# Assigned task
Return all of the entries below exactly as they are given.

# Records for this task
-------------------------
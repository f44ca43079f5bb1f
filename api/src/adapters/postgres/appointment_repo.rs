//! PostgreSQL adapter for AppointmentRepository

use async_trait::async_trait;
use chrono::Utc;
use sea_orm::{ActiveModelTrait, DatabaseConnection, EntityTrait, Set};

use crate::domain::entities::{
    Appointment, AppointmentId, AppointmentStatus, HospitalId, NewAppointment, UpdateAppointment,
    UserId,
};
use crate::domain::ports::AppointmentRepository;
use crate::entity::appointments;
use crate::error::DomainError;

/// PostgreSQL implementation of AppointmentRepository
pub struct PostgresAppointmentRepository {
    db: DatabaseConnection,
}

impl PostgresAppointmentRepository {
    pub fn new(db: DatabaseConnection) -> Self {
        Self { db }
    }
}

#[async_trait]
impl AppointmentRepository for PostgresAppointmentRepository {
    async fn find_by_id(&self, id: &AppointmentId) -> Result<Option<Appointment>, DomainError> {
        let result = appointments::Entity::find_by_id(id.0)
            .one(&self.db)
            .await
            .map_err(|e| DomainError::Database(e.to_string()))?;

        result.map(Appointment::try_from).transpose()
    }

    async fn find_all(&self) -> Result<Vec<Appointment>, DomainError> {
        let results = appointments::Entity::find()
            .all(&self.db)
            .await
            .map_err(|e| DomainError::Database(e.to_string()))?;

        results.into_iter().map(Appointment::try_from).collect()
    }

    async fn create(&self, appointment: &NewAppointment) -> Result<Appointment, DomainError> {
        let model = appointments::ActiveModel {
            user_id: Set(appointment.user_id.0),
            hospital_id: Set(appointment.hospital_id.0),
            appointment_type: Set(appointment.appointment_type.clone()),
            status: Set(appointment.status.to_string()),
            date: Set(appointment.date.fixed_offset()),
            info: Set(appointment.info.clone()),
            ..Default::default()
        };

        let result = model
            .insert(&self.db)
            .await
            .map_err(|e| DomainError::Database(e.to_string()))?;

        result.try_into()
    }

    async fn update(
        &self,
        id: &AppointmentId,
        appointment: &UpdateAppointment,
    ) -> Result<Appointment, DomainError> {
        let result = appointments::ActiveModel {
            id: Set(id.0),
            user_id: Set(appointment.user_id.0),
            hospital_id: Set(appointment.hospital_id.0),
            appointment_type: Set(appointment.appointment_type.clone()),
            status: Set(appointment.status.to_string()),
            date: Set(appointment.date.fixed_offset()),
            info: Set(appointment.info.clone()),
        }
        .update(&self.db)
        .await
        .map_err(|e| DomainError::Database(e.to_string()))?;

        result.try_into()
    }

    async fn update_status(
        &self,
        id: &AppointmentId,
        status: AppointmentStatus,
    ) -> Result<(), DomainError> {
        appointments::ActiveModel {
            id: Set(id.0),
            status: Set(status.to_string()),
            ..Default::default()
        }
        .update(&self.db)
        .await
        .map_err(|e| DomainError::Database(e.to_string()))?;

        Ok(())
    }

    async fn delete(&self, id: &AppointmentId) -> Result<(), DomainError> {
        let result = appointments::Entity::delete_by_id(id.0)
            .exec(&self.db)
            .await
            .map_err(|e| DomainError::Database(e.to_string()))?;

        if result.rows_affected == 0 {
            Err(DomainError::NotFound(format!(
                "Appointment {} not found",
                id
            )))
        } else {
            Ok(())
        }
    }
}

/// Convert SeaORM model to domain entity
///
/// Fallible: a stored status outside the closed enum is corrupt data and
/// surfaces as an integrity error, never a silent default.
impl TryFrom<appointments::Model> for Appointment {
    type Error = DomainError;

    fn try_from(model: appointments::Model) -> Result<Self, Self::Error> {
        let status = model.status.parse().map_err(|_| {
            DomainError::Integrity(format!(
                "Appointment {} has unknown status '{}'",
                model.id, model.status
            ))
        })?;

        Ok(Appointment {
            id: AppointmentId(model.id),
            user_id: UserId(model.user_id),
            hospital_id: HospitalId(model.hospital_id),
            appointment_type: model.appointment_type,
            status,
            date: model.date.with_timezone(&Utc),
            info: model.info,
        })
    }
}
-------------------------
# Written answer
repository f44ca43079f5bb1f
filename api/src/adapters/postgres/appointment_repo.rs
//! PostgreSQL adapter for AppointmentRepository

use async_trait::async_trait;
use chrono::Utc;
use sea_orm::{ActiveModelTrait, DatabaseConnection, EntityTrait, Set};

use crate::domain::entities::{
    Appointment, AppointmentId, AppointmentStatus, HospitalId, NewAppointment, UpdateAppointment,
    UserId,
};
use crate::domain::ports::AppointmentRepository;
use crate::entity::appointments;
use crate::error::DomainError;

/// PostgreSQL implementation of AppointmentRepository
pub struct PostgresAppointmentRepository {
    db: DatabaseConnection,
}

impl PostgresAppointmentRepository {
    pub fn new(db: DatabaseConnection) -> Self {
        Self { db }
    }
}

#[async_trait]
impl AppointmentRepository for PostgresAppointmentRepository {
    async fn find_by_id(&self, id: &AppointmentId) -> Result<Option<Appointment>, DomainError> {
        let result = appointments::Entity::find_by_id(id.0)
            .one(&self.db)
            .await
            .map_err(|e| DomainError::Database(e.to_string()))?;

        result.map(Appointment::try_from).transpose()
    }

    async fn find_all(&self) -> Result<Vec<Appointment>, DomainError> {
        let results = appointments::Entity::find()
            .all(&self.db)
            .await
            .map_err(|e| DomainError::Database(e.to_string()))?;

        results.into_iter().map(Appointment::try_from).collect()
    }

    async fn create(&self, appointment: &NewAppointment) -> Result<Appointment, DomainError> {
        let model = appointments::ActiveModel {
            user_id: Set(appointment.user_id.0),
            hospital_id: Set(appointment.hospital_id.0),
            appointment_type: Set(appointment.appointment_type.clone()),
            status: Set(appointment.status.to_string()),
            date: Set(appointment.date.fixed_offset()),
            info: Set(appointment.info.clone()),
            ..Default::default()
        };

        let result = model
            .insert(&self.db)
            .await
            .map_err(|e| DomainError::Database(e.to_string()))?;

        result.try_into()
    }

    async fn update(
        &self,
        id: &AppointmentId,
        appointment: &UpdateAppointment,
    ) -> Result<Appointment, DomainError> {
        let result = appointments::ActiveModel {
            id: Set(id.0),
            user_id: Set(appointment.user_id.0),
            hospital_id: Set(appointment.hospital_id.0),
            appointment_type: Set(appointment.appointment_type.clone()),
            status: Set(appointment.status.to_string()),
            date: Set(appointment.date.fixed_offset()),
            info: Set(appointment.info.clone()),
        }
        .update(&self.db)
        .await
        .map_err(|e| DomainError::Database(e.to_string()))?;

        result.try_into()
    }

    async fn update_status(
        &self,
        id: &AppointmentId,
        status: AppointmentStatus,
    ) -> Result<(), DomainError> {
        appointments::ActiveModel {
            id: Set(id.0),
            status: Set(status.to_string()),
            ..Default::default()
        }
        .update(&self.db)
        .await
        .map_err(|e| DomainError::Database(e.to_string()))?;

        Ok(())
    }

    async fn delete(&self, id: &AppointmentId) -> Result<(), DomainError> {
        let result = appointments::Entity::delete_by_id(id.0)
            .exec(&self.db)
            .await
            .map_err(|e| DomainError::Database(e.to_string()))?;

        if result.rows_affected == 0 {
            Err(DomainError::NotFound(format!(
                "Appointment {} not found",
                id
            )))
        } else {
            Ok(())
        }
    }
}

/// Convert SeaORM model to domain entity
///
/// Fallible: a stored status outside the closed enum is corrupt data and
/// surfaces as an integrity error, never a silent default.
impl TryFrom<appointments::Model> for Appointment {
    type Error = DomainError;

    fn try_from(model: appointments::Model) -> Result<Self, Self::Error> {
        let status = model.status.parse().map_err(|_| {
            DomainError::Integrity(format!(
                "Appointment {} has unknown status '{}'",
                model.id, model.status
            ))
        })?;

        Ok(Appointment {
            id: AppointmentId(model.id),
            user_id: UserId(model.user_id),
            hospital_id: HospitalId(model.hospital_id),
            appointment_type: model.appointment_type,
            status,
            date: model.date.with_timezone(&Utc),
            info: model.info,
        })
    }
}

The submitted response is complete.